## Problem
The word to find is "true". Copy each line of the material that contains it.

◆ ◆ ◆ ◆

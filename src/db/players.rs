use sqlx::PgPool;

use crate::{
    errors::AppError,
    models::{Player, PlayerDraft},
};

pub async fn list_players(postgres: PgPool) -> Result<Vec<Player>, AppError> {
    sqlx::query_as::<_, Player>(
        "SELECT id, number, name, position, image_url, bio
			FROM players
			ORDER BY number ASC, id ASC",
    )
    .fetch_all(&postgres)
    .await
    .map_err(|e| AppError::DatabaseError(format!("Failed to fetch players: {}", e)))
}

pub async fn get_player(id: i32, postgres: PgPool) -> Result<Option<Player>, AppError> {
    sqlx::query_as::<_, Player>(
        "SELECT id, number, name, position, image_url, bio
			FROM players
			WHERE id = $1",
    )
    .bind(id)
    .fetch_optional(&postgres)
    .await
    .map_err(|e| AppError::DatabaseError(format!("Failed to fetch player {}: {}", id, e)))
}

pub async fn create_player(draft: PlayerDraft, postgres: PgPool) -> Result<i32, AppError> {
    sqlx::query_scalar::<_, i32>(
        "INSERT INTO players (number, name, position, image_url, bio)
			VALUES ($1, $2, $3, $4, $5)
			RETURNING id",
    )
    .bind(draft.number)
    .bind(draft.name)
    .bind(draft.position)
    .bind(draft.image_url)
    .bind(draft.bio)
    .fetch_one(&postgres)
    .await
    .map_err(|e| AppError::DatabaseError(format!("Failed to create player: {}", e)))
}

pub async fn update_player(id: i32, draft: PlayerDraft, postgres: PgPool) -> Result<bool, AppError> {
    let result = sqlx::query(
        "UPDATE players
			SET number = $1, name = $2, position = $3, image_url = $4, bio = $5
			WHERE id = $6",
    )
    .bind(draft.number)
    .bind(draft.name)
    .bind(draft.position)
    .bind(draft.image_url)
    .bind(draft.bio)
    .bind(id)
    .execute(&postgres)
    .await
    .map_err(|e| AppError::DatabaseError(format!("Failed to update player {}: {}", id, e)))?;

    Ok(result.rows_affected() > 0)
}
use chrono::{DateTime, Utc};
use serde::{Deserialize, Serialize};
use sqlx::FromRow;

use crate::{
    errors::AppError,
    models::fields::{FieldMap, required_text, text},
};

#[derive(Debug, Clone, PartialEq, Serialize, Deserialize, FromRow)]
pub struct GalleryItem {
    pub id: i32,
    pub image_url: String,
    pub title: Option<String>,
    pub description: Option<String>,
    pub created_at: DateTime<Utc>,
}

#[derive(Debug, Clone, PartialEq)]
pub struct GalleryDraft {
    pub image_url: String,
    pub title: Option<String>,
    pub description: Option<String>,
}

impl GalleryDraft {
    pub fn from_fields(fields: &FieldMap) -> Result<Self, AppError> {
        Ok(Self {
            image_url: required_text(fields, "image_url")?,
            title: text(fields, "title"),
            description: text(fields, "description"),
        })
    }
}
#[tokio::test]
async fn test_blank_required_field_blocks_submit() {
    let gateway = FakeGateway::with_data(Vec::new());
    let mut console = logged_in(gateway.clone()).await;

    console.open_editor(RecordKind::News, None);
    let editor = console.editor_mut().unwrap();
    editor.set("title", "   ").unwrap();
    editor.set("content", "Body").unwrap();
    editor.set("category", "Club").unwrap();
    gateway.clear_calls();

    let err = console.save().await.unwrap_err();

    assert!(matches!(err, ClientError::MissingFields(ref fields) if fields == &["title"]));
    assert!(gateway.calls().is_empty());
    assert!(console.editor().is_some());
    assert!(console.notices().is_empty());
}

#[tokio::test]
async fn test_editor_rejects_unknown_field() {
    let mut editor = RecordEditor::create(RecordKind::Gallery);
    assert!(matches!(
        editor.set("number", "3"),
        Err(ClientError::UnknownField { .. })
    ));
    assert_eq!(editor.missing_required(), vec!["image_url"]);
}

#[tokio::test]
async fn test_declined_delete_sends_nothing() {
    let gateway = FakeGateway::with_data(vec![Collection::News(vec![news(3, "Old")])]);
    let mut console = logged_in(gateway.clone()).await;
    gateway.clear_calls();

    let mut prompt = String::new();
    let sent = console
        .delete(RecordKind::News, 3, |text| {
            prompt = text.to_string();
            false
        })
        .await
        .unwrap();

    assert!(!sent);
    assert_eq!(prompt, "Are you sure?");
    assert!(gateway.calls().is_empty());
    assert_eq!(console.content().news.len(), 1);
}

#[tokio::test]
async fn test_confirmed_delete_sends_and_reloads() {
    let gateway = FakeGateway::with_data(vec![Collection::News(vec![news(3, "Old")])]);
    let mut console = logged_in(gateway.clone()).await;
    gateway.clear_calls();
    gateway.set(Collection::News(Vec::new()));

    assert!(console.delete(RecordKind::News, 3, |_| true).await.unwrap());

    assert_eq!(
        gateway.calls()[0],
        Call::Send {
            method: "DELETE".into(),
            query: vec![("type", "news".into()), ("id", "3".into())],
            body: None,
            token: Some("good-token".into()),
        }
    );
    assert_eq!(gateway.fetch_count(), 5);
    assert!(console.content().news.is_empty());
    assert_eq!(console.notices(), &[Notice::Success("Item deleted".into())]);
}

#[tokio::test]
async fn test_failed_write_keeps_editor_and_skips_reload() {
    let gateway = FakeGateway::with_data(Vec::new());
    let mut console = logged_in(gateway.clone()).await;
    *gateway.fail_sends.lock().unwrap() = true;

    console.open_editor(RecordKind::Gallery, None);
    console.editor_mut().unwrap().set("image_url", "a.jpg").unwrap();
    gateway.clear_calls();

    assert!(console.save().await.is_err());

    assert_eq!(gateway.fetch_count(), 0);
    assert!(console.editor().is_some());
    assert_eq!(console.notices(), &[Notice::Failure("Failed to save".into())]);

    assert!(console.delete(RecordKind::Gallery, 1, |_| true).await.is_err());
    assert_eq!(
        console.notices().last(),
        Some(&Notice::Failure("Failed to delete".into()))
    );
}

#[tokio::test]
async fn test_settings_form_sends_whole_record() {
    let gateway = FakeGateway::with_data(vec![Collection::Settings(settings(&[
        ("site_title", "Club"),
        ("hero_title", "Welcome"),
    ]))]);
    let mut console = logged_in(gateway.clone()).await;

    let mut form = console.settings_form();
    assert_eq!(form.value("contact_phone"), Some(""));
    form.set("site_title", "Renamed");
    gateway.clear_calls();

    console.save_settings(&form).await.unwrap();

    match &gateway.sends()[0] {
        Call::Send { method, query, body, .. } => {
            assert_eq!(method, "PUT");
            assert_eq!(query, &vec![("type", "settings".to_string())]);
            let body = body.as_ref().unwrap();
            assert_eq!(body["site_title"], "Renamed");
            assert_eq!(body["hero_title"], "Welcome");
            assert_eq!(body["contact_email"], "");
        }
        other => panic!("unexpected call {:?}", other),
    }
    assert_eq!(console.notices(), &[Notice::Success("Settings saved".into())]);
}

#[tokio::test]
async fn test_failed_read_keeps_previous_collection() {
    let gateway = FakeGateway::with_data(vec![
        Collection::Matches(vec![game(1, "Old Home")]),
        Collection::Players(vec![player(1, 1, "Old")]),
    ]);
    let mut console = logged_in(gateway.clone()).await;
    assert_eq!(console.content().matches.len(), 1);

    gateway.fail(CollectionType::Matches);
    gateway.set(Collection::Matches(vec![game(1, "New Home"), game(2, "Other")]));
    gateway.set(Collection::Players(vec![player(1, 1, "New")]));
    gateway.set(Collection::News(vec![news(1, "Fresh")]));
    gateway.set(Collection::Settings(settings(&[("site_title", "Fresh")])));
    gateway.set(Collection::Gallery(vec![GalleryItem {
        id: 4,
        image_url: "fresh.jpg".into(),
        title: None,
        description: None,
        created_at: Utc::now(),
    }]));

    assert!(!console.reload().await);

    let content = console.content();
    assert_eq!(content.matches.len(), 1);
    assert_eq!(content.matches[0].home_team, "Old Home");
    assert_eq!(content.players[0].name, "New");
    assert_eq!(content.news[0].title, "Fresh");
    assert_eq!(content.settings.get("site_title"), Some("Fresh"));
    assert_eq!(content.gallery.len(), 1);
    assert_eq!(content.gallery[0].image_url, "fresh.jpg");
    assert_eq!(
        console.notices(),
        &[Notice::Failure("Failed to load data".into())]
    );
}

#[tokio::test]
async fn test_hung_read_holds_refresh_open() {
    let gateway = FakeGateway::with_data(vec![Collection::News(vec![news(1, "Loaded")])]);
    gateway.hang(CollectionType::Matches);
    let mut console = AdminConsole::new(gateway.clone(), MemoryTokenStore::new());

    let refresh = tokio::time::timeout(Duration::from_millis(100), console.reload()).await;

    assert!(refresh.is_err());
    assert_eq!(gateway.fetch_count(), 5);
    // Reads that did answer were applied before the hang
    assert_eq!(console.content().news[0].title, "Loaded");
}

◆ ◆ ◆ ◆

## Output for this exercise
    assert!(console.delete(RecordKind::News, 3, |_| true).await.unwrap());
    *gateway.fail_sends.lock().unwrap() = true;
    assert!(console.delete(RecordKind::Gallery, 1, |_| true).await.is_err());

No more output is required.